Saved entries
+++++

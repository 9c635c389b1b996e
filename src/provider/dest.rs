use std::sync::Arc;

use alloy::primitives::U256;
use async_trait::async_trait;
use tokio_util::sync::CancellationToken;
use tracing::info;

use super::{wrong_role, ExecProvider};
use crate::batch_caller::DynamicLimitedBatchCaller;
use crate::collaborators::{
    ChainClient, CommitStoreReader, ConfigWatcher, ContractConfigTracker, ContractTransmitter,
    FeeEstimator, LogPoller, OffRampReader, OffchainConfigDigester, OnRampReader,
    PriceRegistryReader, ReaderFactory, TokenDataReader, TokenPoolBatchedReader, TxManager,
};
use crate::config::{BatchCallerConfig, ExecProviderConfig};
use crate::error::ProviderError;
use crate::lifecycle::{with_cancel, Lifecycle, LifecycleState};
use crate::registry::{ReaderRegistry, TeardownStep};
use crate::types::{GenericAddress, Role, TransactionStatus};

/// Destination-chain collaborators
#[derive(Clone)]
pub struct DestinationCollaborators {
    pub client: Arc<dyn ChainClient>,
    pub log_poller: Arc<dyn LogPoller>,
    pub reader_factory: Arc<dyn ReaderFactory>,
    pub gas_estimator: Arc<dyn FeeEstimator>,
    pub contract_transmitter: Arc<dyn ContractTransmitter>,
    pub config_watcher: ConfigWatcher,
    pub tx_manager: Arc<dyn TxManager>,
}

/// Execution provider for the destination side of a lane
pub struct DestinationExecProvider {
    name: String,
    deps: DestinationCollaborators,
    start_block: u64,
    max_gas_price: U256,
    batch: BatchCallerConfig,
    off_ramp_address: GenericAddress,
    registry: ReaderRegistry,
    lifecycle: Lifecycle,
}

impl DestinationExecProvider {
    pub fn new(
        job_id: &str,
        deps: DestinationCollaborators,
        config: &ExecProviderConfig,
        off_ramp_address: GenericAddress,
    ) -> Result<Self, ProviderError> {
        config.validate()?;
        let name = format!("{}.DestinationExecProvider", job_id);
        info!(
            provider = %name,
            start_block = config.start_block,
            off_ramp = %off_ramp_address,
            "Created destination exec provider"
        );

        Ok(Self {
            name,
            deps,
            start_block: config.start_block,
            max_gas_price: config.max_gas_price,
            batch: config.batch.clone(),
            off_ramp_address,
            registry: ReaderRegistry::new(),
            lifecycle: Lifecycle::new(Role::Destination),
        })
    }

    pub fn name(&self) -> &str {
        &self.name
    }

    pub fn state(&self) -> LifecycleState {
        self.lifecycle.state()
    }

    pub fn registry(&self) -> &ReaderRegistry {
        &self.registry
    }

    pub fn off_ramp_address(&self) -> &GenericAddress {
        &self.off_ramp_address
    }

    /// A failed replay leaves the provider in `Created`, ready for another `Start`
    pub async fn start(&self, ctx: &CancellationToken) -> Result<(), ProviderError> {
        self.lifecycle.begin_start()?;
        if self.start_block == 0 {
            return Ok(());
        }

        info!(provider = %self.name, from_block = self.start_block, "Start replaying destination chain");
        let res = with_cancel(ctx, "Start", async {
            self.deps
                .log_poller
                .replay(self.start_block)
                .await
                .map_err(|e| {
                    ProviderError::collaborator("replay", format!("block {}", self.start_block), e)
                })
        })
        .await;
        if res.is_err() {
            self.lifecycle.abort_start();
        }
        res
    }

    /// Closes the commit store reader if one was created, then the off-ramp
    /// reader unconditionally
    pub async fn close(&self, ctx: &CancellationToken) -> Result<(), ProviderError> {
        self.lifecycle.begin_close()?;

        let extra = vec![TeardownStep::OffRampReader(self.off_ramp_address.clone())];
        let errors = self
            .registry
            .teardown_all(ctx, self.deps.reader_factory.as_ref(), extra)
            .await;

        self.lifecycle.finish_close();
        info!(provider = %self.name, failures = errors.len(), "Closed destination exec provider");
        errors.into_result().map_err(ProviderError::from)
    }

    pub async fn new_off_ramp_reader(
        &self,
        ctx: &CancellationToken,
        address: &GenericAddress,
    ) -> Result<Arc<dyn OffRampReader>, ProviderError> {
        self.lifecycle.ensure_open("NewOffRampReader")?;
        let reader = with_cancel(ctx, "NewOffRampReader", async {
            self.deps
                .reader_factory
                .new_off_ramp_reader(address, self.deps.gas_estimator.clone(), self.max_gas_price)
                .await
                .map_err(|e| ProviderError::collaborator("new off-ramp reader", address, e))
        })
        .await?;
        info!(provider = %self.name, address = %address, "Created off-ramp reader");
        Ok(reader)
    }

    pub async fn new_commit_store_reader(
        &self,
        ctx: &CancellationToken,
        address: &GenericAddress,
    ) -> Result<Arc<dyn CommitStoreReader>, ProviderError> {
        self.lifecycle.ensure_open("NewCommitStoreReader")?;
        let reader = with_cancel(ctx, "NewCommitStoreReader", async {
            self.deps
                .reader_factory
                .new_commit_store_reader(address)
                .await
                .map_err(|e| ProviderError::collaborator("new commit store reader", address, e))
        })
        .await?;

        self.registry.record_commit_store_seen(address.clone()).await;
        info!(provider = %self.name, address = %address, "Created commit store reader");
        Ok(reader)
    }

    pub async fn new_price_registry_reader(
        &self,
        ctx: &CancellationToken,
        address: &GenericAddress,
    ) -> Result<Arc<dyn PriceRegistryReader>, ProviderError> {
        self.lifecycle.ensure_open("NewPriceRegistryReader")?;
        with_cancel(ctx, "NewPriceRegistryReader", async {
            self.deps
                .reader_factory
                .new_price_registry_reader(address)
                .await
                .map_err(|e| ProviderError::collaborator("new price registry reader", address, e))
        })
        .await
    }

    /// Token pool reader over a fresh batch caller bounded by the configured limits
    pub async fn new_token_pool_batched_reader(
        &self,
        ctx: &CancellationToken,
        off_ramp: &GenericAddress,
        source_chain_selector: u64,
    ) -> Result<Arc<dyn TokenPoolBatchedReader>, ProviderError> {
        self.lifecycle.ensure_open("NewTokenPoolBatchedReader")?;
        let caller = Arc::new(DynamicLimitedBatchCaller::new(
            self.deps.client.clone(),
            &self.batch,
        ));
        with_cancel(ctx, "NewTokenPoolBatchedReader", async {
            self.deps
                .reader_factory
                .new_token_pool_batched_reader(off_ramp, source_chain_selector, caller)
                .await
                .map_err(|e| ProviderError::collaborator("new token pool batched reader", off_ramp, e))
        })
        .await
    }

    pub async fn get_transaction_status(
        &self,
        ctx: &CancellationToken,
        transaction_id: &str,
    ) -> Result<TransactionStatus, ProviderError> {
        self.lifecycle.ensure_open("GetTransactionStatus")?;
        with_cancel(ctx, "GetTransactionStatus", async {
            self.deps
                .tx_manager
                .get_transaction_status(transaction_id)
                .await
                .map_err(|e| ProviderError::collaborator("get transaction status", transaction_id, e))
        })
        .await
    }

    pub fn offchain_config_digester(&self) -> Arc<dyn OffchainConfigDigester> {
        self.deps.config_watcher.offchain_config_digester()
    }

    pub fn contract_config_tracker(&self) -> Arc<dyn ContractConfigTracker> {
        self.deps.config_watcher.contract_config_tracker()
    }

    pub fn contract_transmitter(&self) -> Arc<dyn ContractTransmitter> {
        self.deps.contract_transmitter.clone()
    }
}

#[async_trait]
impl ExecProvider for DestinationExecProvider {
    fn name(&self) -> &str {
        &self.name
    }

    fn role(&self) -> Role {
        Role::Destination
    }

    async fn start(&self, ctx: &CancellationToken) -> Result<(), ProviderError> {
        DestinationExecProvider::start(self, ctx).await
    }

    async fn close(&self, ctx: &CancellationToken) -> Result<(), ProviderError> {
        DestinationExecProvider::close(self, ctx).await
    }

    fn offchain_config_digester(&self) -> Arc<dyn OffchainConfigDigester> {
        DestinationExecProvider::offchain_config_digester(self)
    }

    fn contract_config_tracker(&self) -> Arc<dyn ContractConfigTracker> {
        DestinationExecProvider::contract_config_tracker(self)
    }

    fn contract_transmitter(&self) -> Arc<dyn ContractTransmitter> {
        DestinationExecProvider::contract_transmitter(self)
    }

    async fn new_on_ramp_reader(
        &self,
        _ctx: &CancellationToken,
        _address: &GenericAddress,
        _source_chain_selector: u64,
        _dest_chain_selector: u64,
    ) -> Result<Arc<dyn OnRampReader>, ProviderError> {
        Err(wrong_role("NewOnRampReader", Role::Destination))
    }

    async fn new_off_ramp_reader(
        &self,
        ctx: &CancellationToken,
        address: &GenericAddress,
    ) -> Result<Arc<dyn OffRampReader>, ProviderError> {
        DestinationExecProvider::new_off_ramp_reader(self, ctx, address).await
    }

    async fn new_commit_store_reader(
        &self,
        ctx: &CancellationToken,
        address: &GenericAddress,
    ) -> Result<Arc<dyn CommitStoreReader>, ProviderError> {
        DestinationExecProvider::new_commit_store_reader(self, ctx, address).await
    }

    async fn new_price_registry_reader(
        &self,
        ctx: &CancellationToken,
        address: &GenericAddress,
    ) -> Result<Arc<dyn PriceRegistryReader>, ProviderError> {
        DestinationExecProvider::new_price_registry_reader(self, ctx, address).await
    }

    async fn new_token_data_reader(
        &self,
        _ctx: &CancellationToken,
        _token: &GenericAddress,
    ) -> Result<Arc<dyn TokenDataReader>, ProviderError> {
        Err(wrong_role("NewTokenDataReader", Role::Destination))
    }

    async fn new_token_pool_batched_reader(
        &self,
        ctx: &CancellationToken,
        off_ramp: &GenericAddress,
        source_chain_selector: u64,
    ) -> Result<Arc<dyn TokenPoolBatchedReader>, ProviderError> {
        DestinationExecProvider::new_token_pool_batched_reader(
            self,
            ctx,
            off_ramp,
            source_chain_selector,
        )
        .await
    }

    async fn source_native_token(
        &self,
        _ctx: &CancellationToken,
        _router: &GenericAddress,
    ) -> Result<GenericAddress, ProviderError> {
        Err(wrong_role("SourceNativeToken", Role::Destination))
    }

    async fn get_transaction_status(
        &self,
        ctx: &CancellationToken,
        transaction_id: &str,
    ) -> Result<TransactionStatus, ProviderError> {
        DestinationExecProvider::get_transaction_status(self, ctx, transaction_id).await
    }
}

+++++

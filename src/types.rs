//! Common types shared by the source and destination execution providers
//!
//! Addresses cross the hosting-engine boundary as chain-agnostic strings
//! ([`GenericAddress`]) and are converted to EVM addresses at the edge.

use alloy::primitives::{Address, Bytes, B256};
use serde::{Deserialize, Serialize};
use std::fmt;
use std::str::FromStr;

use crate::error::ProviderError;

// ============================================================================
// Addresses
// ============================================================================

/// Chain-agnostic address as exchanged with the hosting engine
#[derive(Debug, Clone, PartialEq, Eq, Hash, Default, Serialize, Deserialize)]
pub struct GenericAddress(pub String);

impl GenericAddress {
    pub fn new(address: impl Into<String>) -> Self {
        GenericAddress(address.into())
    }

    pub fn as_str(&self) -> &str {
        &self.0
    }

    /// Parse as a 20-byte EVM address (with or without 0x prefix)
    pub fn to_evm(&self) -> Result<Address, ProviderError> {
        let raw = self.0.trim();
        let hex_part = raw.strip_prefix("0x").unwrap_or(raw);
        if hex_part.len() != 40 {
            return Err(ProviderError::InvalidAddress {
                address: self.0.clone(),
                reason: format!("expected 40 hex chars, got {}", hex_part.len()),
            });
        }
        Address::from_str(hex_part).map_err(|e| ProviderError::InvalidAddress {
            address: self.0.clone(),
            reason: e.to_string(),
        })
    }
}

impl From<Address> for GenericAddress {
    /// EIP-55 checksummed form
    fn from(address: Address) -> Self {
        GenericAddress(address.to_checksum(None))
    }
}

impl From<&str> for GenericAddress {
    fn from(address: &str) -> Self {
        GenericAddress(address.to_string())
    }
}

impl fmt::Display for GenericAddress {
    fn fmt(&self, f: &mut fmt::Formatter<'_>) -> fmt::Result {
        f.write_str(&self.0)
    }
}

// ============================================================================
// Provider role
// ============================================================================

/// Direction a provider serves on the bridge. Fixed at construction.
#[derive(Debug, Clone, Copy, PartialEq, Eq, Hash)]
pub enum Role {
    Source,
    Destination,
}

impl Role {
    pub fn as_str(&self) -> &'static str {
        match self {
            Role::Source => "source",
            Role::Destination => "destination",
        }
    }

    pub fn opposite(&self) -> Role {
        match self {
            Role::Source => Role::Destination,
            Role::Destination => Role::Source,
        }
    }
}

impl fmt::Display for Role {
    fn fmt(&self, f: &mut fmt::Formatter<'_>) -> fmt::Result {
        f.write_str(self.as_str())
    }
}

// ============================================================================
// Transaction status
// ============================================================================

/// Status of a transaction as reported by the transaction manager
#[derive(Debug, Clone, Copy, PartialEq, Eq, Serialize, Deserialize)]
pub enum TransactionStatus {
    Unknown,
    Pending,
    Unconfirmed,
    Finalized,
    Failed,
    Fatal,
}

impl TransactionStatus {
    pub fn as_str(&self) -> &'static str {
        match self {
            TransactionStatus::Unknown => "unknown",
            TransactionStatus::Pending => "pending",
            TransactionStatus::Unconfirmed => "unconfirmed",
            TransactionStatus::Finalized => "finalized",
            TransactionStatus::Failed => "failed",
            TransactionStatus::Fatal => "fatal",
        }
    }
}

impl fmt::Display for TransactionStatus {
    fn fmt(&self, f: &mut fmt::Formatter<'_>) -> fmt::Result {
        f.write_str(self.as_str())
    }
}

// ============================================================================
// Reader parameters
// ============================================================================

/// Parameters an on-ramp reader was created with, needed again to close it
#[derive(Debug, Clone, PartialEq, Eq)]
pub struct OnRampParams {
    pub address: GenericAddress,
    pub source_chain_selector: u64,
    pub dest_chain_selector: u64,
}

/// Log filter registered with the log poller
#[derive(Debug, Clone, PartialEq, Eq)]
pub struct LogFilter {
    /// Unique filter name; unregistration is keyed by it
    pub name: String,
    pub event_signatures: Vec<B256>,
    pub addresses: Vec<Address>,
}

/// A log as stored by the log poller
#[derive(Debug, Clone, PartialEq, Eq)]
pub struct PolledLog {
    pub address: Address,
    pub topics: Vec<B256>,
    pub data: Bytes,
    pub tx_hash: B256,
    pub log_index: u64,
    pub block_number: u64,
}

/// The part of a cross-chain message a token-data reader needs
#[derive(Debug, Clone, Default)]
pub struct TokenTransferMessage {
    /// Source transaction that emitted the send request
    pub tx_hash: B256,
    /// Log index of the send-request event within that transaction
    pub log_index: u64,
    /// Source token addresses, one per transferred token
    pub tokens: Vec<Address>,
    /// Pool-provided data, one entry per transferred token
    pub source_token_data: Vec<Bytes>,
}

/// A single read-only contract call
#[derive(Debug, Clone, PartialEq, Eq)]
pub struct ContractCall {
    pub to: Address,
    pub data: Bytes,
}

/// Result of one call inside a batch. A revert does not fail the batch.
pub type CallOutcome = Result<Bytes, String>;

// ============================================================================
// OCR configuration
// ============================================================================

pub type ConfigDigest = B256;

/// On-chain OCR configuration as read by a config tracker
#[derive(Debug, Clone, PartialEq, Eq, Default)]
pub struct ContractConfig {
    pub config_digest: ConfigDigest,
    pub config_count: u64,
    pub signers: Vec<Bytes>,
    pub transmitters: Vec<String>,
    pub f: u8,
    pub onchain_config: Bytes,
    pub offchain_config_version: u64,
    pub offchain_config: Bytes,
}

+++++

▶ WHAT TO PRODUCE
Your task is to gather all lines from the entries above that hold the word "NewPriceRegistryReader".

▶ TASK ANSWER
        self.lifecycle.ensure_open("NewPriceRegistryReader")?;
        with_cancel(ctx, "NewPriceRegistryReader", async {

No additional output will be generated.